From Adam Kocoloski <>
Subject Re: silent view index file corruption
Date Tue, 13 Apr 2010 03:12:09 GMT
On Apr 7, 2010, at 2:05 PM, Robert Newson wrote:

> Being able to start a consistency checking task (that shows up in
> _active_tasks, etc) would be useful. I don't think it's something that
> ought to happen automatically, though. Possibly in the case where
> corruption is actually detected?
> I'd like;
> a) checksums on *everything* (don't care for crc32 vs fnv1a vs md5 vs
> sha1 debate, anything is massively better than nothing).
> b) ability to launch end-to-end verification of all checksums (with
> progress if possible).
> c) ability to store/retrieve verification checkpoints.
> Further to c), it would be useful to have API access to replication
> checkpoints. Specifically so that we can interrogate one couchdb
> instance and get some idea for how up to date it is with respect to
> its replicas (which may be unreachable or offline).

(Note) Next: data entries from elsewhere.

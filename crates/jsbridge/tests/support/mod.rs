//! In-process stand-in for the JavaScript engine and its runtime glue.
//!
//! `FakeEngine` keeps a handle table of engine-resident values, runs
//! "script" functions written as Rust closures, and drives host functions
//! through the trampoline the same way the real glue does:
//! prepare → fill → invoke (with a continuation) → cleanup.

#![allow(dead_code)]

use jsbridge::trampoline;
use jsbridge::{
    install_boundary, Boundary, HostFuncRef, JsFunction, JsObject, JsString, JsValue, ObjectRef,
    RawArgs, RawValue,
};
use std::cell::{Cell, RefCell};
use std::rc::Rc;

/// Body of an engine-side function: `(engine, this, args) -> return | throw`.
pub type ScriptFn =
    Rc<dyn Fn(&FakeEngine, Option<ObjectRef>, &[JsValue]) -> Result<JsValue, JsValue>>;

#[derive(Clone)]
enum Slot {
    Plain { class: &'static str },
    Str(String),
    Script { name: &'static str, body: ScriptFn },
    Host(HostFuncRef),
}

#[derive(Default)]
pub struct FakeEngine {
    objects: RefCell<Vec<Slot>>,
    /// Values handed to continuations, in delivery order.
    pub delivered: RefCell<Vec<JsValue>>,
    /// Raw records of the most recent outbound call from native code.
    pub last_raw_args: RefCell<Vec<RawValue>>,
}

impl FakeEngine {
    /// Create an engine and install it as this thread's boundary.
    pub fn install() -> Rc<FakeEngine> {
        let engine = Rc::new(FakeEngine::default());
        install_boundary(engine.clone());
        engine
    }

    fn alloc(&self, slot: Slot) -> ObjectRef {
        let mut objects = self.objects.borrow_mut();
        objects.push(slot);
        // Reference 0 is never handed out.
        ObjectRef(objects.len() as u32)
    }

    fn slot(&self, id: ObjectRef) -> Option<Slot> {
        let index = (id.0 as usize).checked_sub(1)?;
        self.objects.borrow().get(index).cloned()
    }

    pub fn object(&self, class: &'static str) -> JsObject {
        JsObject::from_id(self.alloc(Slot::Plain { class }))
    }

    pub fn string(&self, s: &str) -> JsString {
        let id = self.alloc(Slot::Str(s.to_string()));
        JsString::from_raw_parts(id, s.len() as u32)
    }

    pub fn function(
        &self,
        name: &'static str,
        body: impl Fn(&FakeEngine, Option<ObjectRef>, &[JsValue]) -> Result<JsValue, JsValue> + 'static,
    ) -> JsFunction {
        JsFunction::from_id(self.alloc(Slot::Script {
            name,
            body: Rc::new(body),
        }))
    }

    /// Class name of a plain object (the constructor name for instances).
    pub fn class_of(&self, obj: JsObject) -> Option<&'static str> {
        match self.slot(obj.id())? {
            Slot::Plain { class } => Some(class),
            _ => None,
        }
    }

    pub fn string_value(&self, s: JsString) -> Option<String> {
        match self.slot(s.id())? {
            Slot::Str(text) => Some(text),
            _ => None,
        }
    }

    pub fn is_host_function(&self, f: JsFunction) -> bool {
        matches!(self.slot(f.id()), Some(Slot::Host(_)))
    }

    fn type_error(&self) -> JsValue {
        JsValue::Object(self.object("TypeError"))
    }

    /// Call `callee` from engine code, as a script would.
    pub fn invoke(&self, callee: JsValue, args: &[JsValue]) -> Result<JsValue, JsValue> {
        match callee.as_function() {
            Some(f) => self.dispatch(None, f.id(), args),
            None => Err(self.type_error()),
        }
    }

    fn dispatch(
        &self,
        this: Option<ObjectRef>,
        callee: ObjectRef,
        args: &[JsValue],
    ) -> Result<JsValue, JsValue> {
        match self.slot(callee) {
            Some(Slot::Script { body, .. }) => body(self, this, args),
            Some(Slot::Host(handle)) => Ok(self.call_host(handle, args)),
            _ => Err(self.type_error()),
        }
    }

    /// What the runtime glue does when a host-function callable is invoked.
    fn call_host(&self, handle: HostFuncRef, args: &[JsValue]) -> JsValue {
        let argc = args.len() as u32;
        let argv = trampoline::prepare(argc);
        for (i, arg) in args.iter().enumerate() {
            // SAFETY: `prepare` sized the buffer for `argc` records.
            unsafe { argv.add(i).write(arg.encode()) };
        }

        let received = Rc::new(Cell::new(None));
        let sink = received.clone();
        let continuation = self.function(
            "continuation",
            move |engine: &FakeEngine, _, args: &[JsValue]| {
                let value = args.first().copied().unwrap_or(JsValue::Undefined);
                engine.delivered.borrow_mut().push(value);
                sink.set(Some(value));
                Ok(JsValue::Undefined)
            },
        );

        trampoline::invoke(handle, argv, argc, continuation.id());
        trampoline::cleanup(argv);
        received
            .take()
            .expect("host function never delivered its result")
    }
}

impl Boundary for FakeEngine {
    fn call_function(&self, function: ObjectRef, args: RawArgs<'_>) -> Result<RawValue, RawValue> {
        *self.last_raw_args.borrow_mut() = args.as_slice().to_vec();
        self.dispatch(None, function, &args.decode_all())
            .map(|v| v.encode())
            .map_err(|e| e.encode())
    }

    fn call_function_with_this(
        &self,
        receiver: ObjectRef,
        function: ObjectRef,
        args: RawArgs<'_>,
    ) -> Result<RawValue, RawValue> {
        *self.last_raw_args.borrow_mut() = args.as_slice().to_vec();
        self.dispatch(Some(receiver), function, &args.decode_all())
            .map(|v| v.encode())
            .map_err(|e| e.encode())
    }

    fn call_new(&self, constructor: ObjectRef, args: RawArgs<'_>) -> Result<ObjectRef, RawValue> {
        let name = match self.slot(constructor) {
            Some(Slot::Script { name, .. }) => name,
            Some(Slot::Host(_)) => "Object",
            _ => return Err(self.type_error().encode()),
        };
        let receiver = self.alloc(Slot::Plain { class: name });
        let returned = self
            .dispatch(Some(receiver), constructor, &args.decode_all())
            .map_err(|e| e.encode())?;
        Ok(match returned.as_object() {
            Some(obj) => obj.id(),
            None => receiver,
        })
    }

    fn create_function(&self, handle: HostFuncRef) -> ObjectRef {
        self.alloc(Slot::Host(handle))
    }
}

Yes, we certainly need more visibility into the replication checkpoint system.  I've been
thinking that the _replicator DB Chris has graciously volunteered to work on should automatically
add a checkpoint_id field or some such thing to documents that are saved in there.  That way
you can have all manner of nice views on the _replicator DB that identify the _local doc you
need to pull to inspect the current status of a replication.

Back to the corruption ... after I spent some time reviewing CouchDB's fsync settings I'm
wondering why we don't fsync the view index file before writing a header.  I understand why
we don't do it after the header write -- we can always just reindex the last few updates --
but the pre-sync would preserve some write ordering and possibly prevent some sources of corruption.